From Publishers Weekly
Starred Review. Shteyngart (Absurdistan) presents another profane and dizzying satire, a dystopic vision of the future as convincing—and, in its way, as frightening—as Cormac McCarthy's The Road. It's also a pointedly old-fashioned May-December love story, complete with references to Chekhov and Tolstoy. Mired in protracted adolescence, middle-aged Lenny Abramov is obsessed with living forever (he works for an Indefinite Life Extension company), his books (an anachronism of this indeterminate future), and Eunice Park, a 20-something Korean-American. Eunice, though reluctant and often cruel, finds in Lenny a loving but needy fellow soul and a refuge from her overbearing immigrant parents. Narrating in alternate chapters—Lenny through old-fashioned diary entries, Eunice through her online correspondence—the pair reveal a funhouse-mirror version of contemporary America: terminally indebted to China, controlled by the singular Bipartisan Party (Big Brother as played by a cartoon otter in a cowboy hat), and consumed by the superficial. Shteyngart's earnestly struggling characters—along with a flurry of running gags—keep the nightmare tour of tomorrow grounded. A rich commentary on the obsessions and catastrophes of the information age and a heartbreaker worthy of its title, this is Shteyngart's best yet. (Aug.)

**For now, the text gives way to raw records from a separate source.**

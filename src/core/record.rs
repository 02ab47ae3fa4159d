//! # Records
//!
//! A record is a name and a color. It has no identity beyond its position in
//! the store, so two records with equal fields are interchangeable.

use serde::{Deserialize, Serialize};

/// Field key for the record name, as used by the form.
pub const NAME_KEY: &str = "name";
/// Field key for the record color, as used by the form.
pub const COLOR_KEY: &str = "color";

#[derive(Debug, Clone, Default, PartialEq, Eq, Deserialize, Serialize)]
pub struct Record {
    pub name: String,
    pub color: String,
}

impl Record {
    pub fn new(name: impl Into<String>, color: impl Into<String>) -> Self {
        Self {
            name: name.into(),
            color: color.into(),
        }
    }

    /// Value of the field stored under `key`, if the key is known.
    pub fn field(&self, key: &str) -> Option<&str> {
        match key {
            NAME_KEY => Some(&self.name),
            COLOR_KEY => Some(&self.color),
            _ => None,
        }
    }
}

/// The records every session starts with unless the config says otherwise.
pub fn seed_records() -> Vec<Record> {
    vec![
        Record::new("Apple", "Green"),
        Record::new("Orange", "Orange"),
        Record::new("Banana", "Yellow"),
        Record::new("Grapes", "Blue"),
        Record::new("Lychee", "White"),
    ]
}
//! # Record Store
//!
//! Ordered, append-only collection of records. Insertion order is preserved
//! and duplicates are allowed.
//!
//! The store has no observers. Whoever appends is responsible for reloading
//! any view that shows the records. In this crate the only writer is the
//! `ViewController` commit step, which runs on the single event loop thread,
//! so no locking is involved.

use crate::core::record::{Record, seed_records};

#[derive(Debug, Clone, Default, PartialEq, Eq)]
pub struct RecordStore {
    records: Vec<Record>,
}

impl RecordStore {
    pub fn new() -> Self {
        Self::default()
    }

    /// A store holding the five seed records.
    pub fn seeded() -> Self {
        Self::from(seed_records())
    }

    /// Add a record to the end. Any field values are accepted.
    pub fn append(&mut self, record: Record) {
        self.records.push(record);
    }

    /// Current records, in insertion order.
    pub fn snapshot(&self) -> &[Record] {
        &self.records
    }

    pub fn get(&self, index: usize) -> Option<&Record> {
        self.records.get(index)
    }

    pub fn len(&self) -> usize {
        self.records.len()
    }

    pub fn is_empty(&self) -> bool {
        self.records.is_empty()
    }
}

impl From<Vec<Record>> for RecordStore {
    fn from(records: Vec<Record>) -> Self {
        Self { records }
    }
}

#[cfg(test)]
mod tests {
    use super::*;

    #[test]
    fn test_seeded_store_has_five_records() {
        let store = RecordStore::seeded();
        assert_eq!(store.len(), 5);
        assert_eq!(store.get(0), Some(&Record::new("Apple", "Green")));
        assert_eq!(store.get(4), Some(&Record::new("Lychee", "White")));
    }

    #[test]
    fn test_append_goes_last() {
        let mut store = RecordStore::seeded();
        store.append(Record::new("Kiwi", "Brown"));
        assert_eq!(store.len(), 6);
        assert_eq!(store.snapshot().last(), Some(&Record::new("Kiwi", "Brown")));
    }

    #[test]
    fn test_append_allows_empty_and_duplicate_records() {
        let mut store = RecordStore::new();
        store.append(Record::default());
        store.append(Record::default());
        assert_eq!(store.len(), 2);
        assert_eq!(store.snapshot()[0], store.snapshot()[1]);
    }

    #[test]
    fn test_empty_store_lookup() {
        let store = RecordStore::new();
        assert!(store.is_empty());
        assert_eq!(store.get(0), None);
        assert!(store.snapshot().is_empty());
    }
}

Copyright © Reed Business Information, a division of Reed Elsevier Inc. All rights reserved.
From Bookmarks Magazine
If we are indeed as oversexed, consumer-obsessed, gadget-distracted and dangerously superficial as Gary Shteyngart paints us in his exuberant and devastating new novel...--and let's face it, we are--will such an acidly funny, prescient book be wasted on us? ponders the San Francisco Chronicle. If the critics' reactions are any indication, the answer is a resounding no. Juxtaposing Lenny's brooding diary entries with Eunice's self-absorbed text messages, Shteyngart crafts a chilling yet disturbingly familiar tech-addled dystopia. A few shortcomings, including some contrived plot developments and Lenny's puzzling attraction to the vapid Eunice, distracted some critics, but they failed to mar Shteyngart's overall vision. Living up to its title, Super Sad True Love Story skillfully balances a charming, poignant romance with a savagely funny send-up of American culture. Editor Jon was complaining in his letter about the lack of books by younger writers on today's culture--here's a book he should try.
Most helpful customer reviews
302 of 332 people found the following review helpful.
Super Funny Dystopian Love Satire: A Review
By K. Harris
Almost unclassifiable, "Super Sad True Love Story" is an unorthodox tale that defied every expectation I had going into it. So I may not know how to describe the novel concisely to convey its successes, but I can say that I'm in love with this "Love Story."
In a beguiling mix of humor, pathos, and intrigue--Gary Shteyngart has written a topical, disturbing, and believably prescient satire of the near future. Taking cues from his previous works "Absurdistan" and "The Russian Debutante's Handbook," protagonist Lenny Abramov is of Russian descent. From a Jewish immigrant family settled in New York, Lenny has achieved some success selling immortality to the upper echelon of the income bracket. In a technological world, success is not only measured--it is broadcast. Receivers transmit instant credit ratings, personal communication devices evaluate attractiveness quotients, and books have become a digitized (not to be read, but to be scanned for information). It is, to be sure, a world of instant gratification where to be without media is to be devoid of life itself.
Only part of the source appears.